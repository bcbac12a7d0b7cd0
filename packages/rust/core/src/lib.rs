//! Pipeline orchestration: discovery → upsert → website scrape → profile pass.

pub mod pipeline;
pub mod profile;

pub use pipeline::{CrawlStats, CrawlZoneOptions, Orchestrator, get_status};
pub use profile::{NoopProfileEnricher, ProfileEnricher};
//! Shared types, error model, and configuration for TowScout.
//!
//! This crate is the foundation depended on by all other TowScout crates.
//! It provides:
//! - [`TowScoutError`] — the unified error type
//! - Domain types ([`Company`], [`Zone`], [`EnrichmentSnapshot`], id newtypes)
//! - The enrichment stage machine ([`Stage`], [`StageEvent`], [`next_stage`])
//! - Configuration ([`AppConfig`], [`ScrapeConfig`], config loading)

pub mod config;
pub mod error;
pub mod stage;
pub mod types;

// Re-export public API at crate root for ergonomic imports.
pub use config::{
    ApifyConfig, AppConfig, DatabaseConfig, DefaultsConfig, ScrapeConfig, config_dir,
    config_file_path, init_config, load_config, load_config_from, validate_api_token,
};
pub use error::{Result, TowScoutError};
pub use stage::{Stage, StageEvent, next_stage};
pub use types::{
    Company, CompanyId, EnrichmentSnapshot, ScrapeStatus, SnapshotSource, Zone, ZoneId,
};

---

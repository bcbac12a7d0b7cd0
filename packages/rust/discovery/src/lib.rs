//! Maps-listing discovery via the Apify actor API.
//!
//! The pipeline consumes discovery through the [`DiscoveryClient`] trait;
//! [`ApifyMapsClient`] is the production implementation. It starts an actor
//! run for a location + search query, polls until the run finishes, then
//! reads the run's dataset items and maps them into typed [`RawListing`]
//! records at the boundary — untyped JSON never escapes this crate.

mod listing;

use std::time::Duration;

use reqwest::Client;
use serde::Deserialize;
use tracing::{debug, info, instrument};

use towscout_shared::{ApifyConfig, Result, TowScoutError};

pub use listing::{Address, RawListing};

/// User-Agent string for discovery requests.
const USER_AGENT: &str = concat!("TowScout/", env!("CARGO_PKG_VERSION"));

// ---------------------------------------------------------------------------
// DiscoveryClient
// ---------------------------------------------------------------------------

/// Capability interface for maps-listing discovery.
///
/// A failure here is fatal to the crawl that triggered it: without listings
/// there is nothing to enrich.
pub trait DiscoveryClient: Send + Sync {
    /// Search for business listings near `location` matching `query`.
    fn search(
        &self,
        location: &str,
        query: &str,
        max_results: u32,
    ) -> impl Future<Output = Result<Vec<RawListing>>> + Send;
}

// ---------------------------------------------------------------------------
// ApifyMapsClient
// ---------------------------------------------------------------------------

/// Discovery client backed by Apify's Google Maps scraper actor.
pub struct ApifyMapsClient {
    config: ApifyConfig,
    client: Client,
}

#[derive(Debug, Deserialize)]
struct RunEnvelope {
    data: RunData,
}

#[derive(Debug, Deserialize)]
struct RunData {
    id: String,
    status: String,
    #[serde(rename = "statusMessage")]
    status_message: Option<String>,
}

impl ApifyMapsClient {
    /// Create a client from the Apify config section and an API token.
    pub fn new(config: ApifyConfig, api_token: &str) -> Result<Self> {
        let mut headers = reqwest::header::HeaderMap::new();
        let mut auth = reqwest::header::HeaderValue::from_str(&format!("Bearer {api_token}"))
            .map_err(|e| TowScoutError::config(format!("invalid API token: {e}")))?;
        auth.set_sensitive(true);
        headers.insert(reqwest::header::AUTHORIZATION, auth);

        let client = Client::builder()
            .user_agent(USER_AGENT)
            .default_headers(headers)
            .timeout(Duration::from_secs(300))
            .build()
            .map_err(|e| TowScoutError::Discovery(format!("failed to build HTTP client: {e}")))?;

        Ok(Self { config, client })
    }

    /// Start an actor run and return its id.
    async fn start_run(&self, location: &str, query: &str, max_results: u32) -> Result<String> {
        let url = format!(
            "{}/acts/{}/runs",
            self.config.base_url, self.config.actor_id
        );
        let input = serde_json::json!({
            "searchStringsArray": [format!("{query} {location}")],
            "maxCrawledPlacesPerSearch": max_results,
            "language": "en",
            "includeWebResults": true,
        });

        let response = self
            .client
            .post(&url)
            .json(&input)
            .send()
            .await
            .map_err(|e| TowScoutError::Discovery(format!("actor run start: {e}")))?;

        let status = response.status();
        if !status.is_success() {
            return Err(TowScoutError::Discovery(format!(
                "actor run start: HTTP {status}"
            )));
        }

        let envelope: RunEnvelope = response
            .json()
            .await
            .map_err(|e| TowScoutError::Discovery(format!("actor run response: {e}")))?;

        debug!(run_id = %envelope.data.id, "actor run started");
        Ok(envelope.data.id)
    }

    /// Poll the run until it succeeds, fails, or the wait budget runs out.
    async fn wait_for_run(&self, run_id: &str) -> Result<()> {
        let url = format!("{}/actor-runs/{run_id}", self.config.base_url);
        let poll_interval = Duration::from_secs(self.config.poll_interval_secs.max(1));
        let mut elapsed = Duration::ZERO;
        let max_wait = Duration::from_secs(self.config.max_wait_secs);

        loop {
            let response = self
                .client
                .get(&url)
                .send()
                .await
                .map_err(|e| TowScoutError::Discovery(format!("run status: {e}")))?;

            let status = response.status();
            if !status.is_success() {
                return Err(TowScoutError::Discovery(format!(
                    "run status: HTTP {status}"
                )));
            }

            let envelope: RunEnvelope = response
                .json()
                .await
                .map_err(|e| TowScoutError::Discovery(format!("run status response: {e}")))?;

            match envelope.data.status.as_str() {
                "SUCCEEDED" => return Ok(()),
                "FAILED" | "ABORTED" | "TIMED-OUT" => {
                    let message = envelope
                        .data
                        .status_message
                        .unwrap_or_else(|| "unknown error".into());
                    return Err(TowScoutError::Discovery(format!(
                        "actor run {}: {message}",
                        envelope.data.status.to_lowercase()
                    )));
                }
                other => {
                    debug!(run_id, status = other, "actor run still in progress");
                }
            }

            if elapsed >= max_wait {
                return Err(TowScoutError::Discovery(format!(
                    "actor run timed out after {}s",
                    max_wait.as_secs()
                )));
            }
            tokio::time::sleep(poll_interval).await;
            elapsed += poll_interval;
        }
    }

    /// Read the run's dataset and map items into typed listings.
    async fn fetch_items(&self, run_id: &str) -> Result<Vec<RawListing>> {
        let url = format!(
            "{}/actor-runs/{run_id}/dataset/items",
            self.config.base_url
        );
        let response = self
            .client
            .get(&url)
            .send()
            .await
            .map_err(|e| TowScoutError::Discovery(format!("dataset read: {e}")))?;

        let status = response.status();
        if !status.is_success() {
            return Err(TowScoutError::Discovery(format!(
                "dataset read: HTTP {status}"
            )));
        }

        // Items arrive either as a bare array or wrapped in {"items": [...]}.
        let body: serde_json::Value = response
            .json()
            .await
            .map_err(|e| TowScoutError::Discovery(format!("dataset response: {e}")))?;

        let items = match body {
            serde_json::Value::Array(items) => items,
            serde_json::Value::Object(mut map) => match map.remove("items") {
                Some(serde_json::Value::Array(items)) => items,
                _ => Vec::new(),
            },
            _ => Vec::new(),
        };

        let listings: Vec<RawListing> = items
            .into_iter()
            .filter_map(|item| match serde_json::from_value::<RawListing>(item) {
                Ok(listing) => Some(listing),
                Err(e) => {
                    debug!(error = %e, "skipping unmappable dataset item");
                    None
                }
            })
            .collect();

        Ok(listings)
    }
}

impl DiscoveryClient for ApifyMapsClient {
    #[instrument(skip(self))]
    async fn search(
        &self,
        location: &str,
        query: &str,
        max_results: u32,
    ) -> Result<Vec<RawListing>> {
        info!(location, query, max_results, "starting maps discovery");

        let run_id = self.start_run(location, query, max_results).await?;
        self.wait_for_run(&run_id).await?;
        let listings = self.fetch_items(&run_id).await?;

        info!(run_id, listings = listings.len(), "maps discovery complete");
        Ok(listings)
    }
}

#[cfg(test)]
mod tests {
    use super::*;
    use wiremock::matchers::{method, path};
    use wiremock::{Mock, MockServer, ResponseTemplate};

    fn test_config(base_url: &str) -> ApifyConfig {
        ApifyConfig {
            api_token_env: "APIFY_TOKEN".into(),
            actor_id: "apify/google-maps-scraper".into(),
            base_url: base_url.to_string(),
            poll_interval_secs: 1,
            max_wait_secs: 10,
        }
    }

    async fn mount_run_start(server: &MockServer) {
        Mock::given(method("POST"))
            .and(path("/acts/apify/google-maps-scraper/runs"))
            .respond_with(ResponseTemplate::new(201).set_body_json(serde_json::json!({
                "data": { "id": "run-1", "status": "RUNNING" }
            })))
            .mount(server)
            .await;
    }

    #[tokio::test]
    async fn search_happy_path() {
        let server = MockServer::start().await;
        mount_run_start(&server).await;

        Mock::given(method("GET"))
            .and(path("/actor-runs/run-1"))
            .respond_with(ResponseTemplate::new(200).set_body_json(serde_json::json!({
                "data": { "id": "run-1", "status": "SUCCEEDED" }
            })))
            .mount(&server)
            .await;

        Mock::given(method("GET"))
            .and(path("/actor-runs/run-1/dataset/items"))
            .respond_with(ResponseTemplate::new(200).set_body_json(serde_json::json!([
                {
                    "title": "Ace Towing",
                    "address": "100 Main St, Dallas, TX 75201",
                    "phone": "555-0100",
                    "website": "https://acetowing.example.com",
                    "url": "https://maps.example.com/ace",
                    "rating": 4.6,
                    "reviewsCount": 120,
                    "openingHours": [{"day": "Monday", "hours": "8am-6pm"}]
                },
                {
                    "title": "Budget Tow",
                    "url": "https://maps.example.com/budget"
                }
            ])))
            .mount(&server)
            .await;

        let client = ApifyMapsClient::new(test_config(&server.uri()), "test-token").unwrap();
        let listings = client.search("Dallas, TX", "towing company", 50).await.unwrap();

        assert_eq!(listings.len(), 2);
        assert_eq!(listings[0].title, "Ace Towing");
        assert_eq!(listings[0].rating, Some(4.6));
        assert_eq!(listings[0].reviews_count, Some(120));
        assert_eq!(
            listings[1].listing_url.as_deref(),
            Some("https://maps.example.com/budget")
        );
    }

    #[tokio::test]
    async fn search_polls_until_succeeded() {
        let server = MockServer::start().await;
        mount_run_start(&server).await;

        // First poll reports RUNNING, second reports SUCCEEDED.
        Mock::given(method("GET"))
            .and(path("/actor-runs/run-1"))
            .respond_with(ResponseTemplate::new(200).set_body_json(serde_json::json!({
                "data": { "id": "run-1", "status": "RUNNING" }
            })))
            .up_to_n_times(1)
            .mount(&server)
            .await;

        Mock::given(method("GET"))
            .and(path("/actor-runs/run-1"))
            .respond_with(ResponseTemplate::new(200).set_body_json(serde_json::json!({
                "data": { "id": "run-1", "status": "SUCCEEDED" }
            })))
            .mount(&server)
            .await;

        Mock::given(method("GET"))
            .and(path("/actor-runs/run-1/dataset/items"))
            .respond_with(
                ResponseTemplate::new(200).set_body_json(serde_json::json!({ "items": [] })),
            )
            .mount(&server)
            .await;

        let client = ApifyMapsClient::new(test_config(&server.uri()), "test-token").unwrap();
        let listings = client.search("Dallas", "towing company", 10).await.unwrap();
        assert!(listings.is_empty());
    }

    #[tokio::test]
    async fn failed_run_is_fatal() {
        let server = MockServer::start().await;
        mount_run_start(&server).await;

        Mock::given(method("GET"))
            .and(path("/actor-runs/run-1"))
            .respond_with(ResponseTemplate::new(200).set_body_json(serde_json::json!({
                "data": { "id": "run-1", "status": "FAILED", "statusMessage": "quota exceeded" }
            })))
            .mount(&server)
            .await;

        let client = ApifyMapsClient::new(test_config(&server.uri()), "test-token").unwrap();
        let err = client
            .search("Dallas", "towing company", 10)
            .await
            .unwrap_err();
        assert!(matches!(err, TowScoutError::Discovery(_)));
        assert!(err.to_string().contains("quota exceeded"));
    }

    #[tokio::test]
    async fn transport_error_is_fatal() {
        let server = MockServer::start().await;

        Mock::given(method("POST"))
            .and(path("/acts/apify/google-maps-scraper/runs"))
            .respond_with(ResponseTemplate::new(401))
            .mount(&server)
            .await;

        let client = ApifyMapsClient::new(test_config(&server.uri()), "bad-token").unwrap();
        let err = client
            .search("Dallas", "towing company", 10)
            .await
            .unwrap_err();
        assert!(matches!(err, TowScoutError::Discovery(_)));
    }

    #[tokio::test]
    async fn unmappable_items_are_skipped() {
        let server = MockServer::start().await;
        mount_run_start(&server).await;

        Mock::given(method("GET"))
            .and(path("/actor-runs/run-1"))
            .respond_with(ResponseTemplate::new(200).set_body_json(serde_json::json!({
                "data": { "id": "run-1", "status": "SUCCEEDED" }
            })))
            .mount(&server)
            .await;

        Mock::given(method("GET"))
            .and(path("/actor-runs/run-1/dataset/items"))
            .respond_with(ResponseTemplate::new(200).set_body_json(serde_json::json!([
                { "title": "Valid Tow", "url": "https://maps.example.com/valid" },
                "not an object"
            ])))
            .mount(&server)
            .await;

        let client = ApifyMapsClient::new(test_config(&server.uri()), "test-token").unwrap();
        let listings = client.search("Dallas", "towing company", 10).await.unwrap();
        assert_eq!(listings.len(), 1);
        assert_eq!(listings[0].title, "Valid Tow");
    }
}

Action item: In the records above, the lines containing the string "example" should be counted; give only the total.

Written response: 5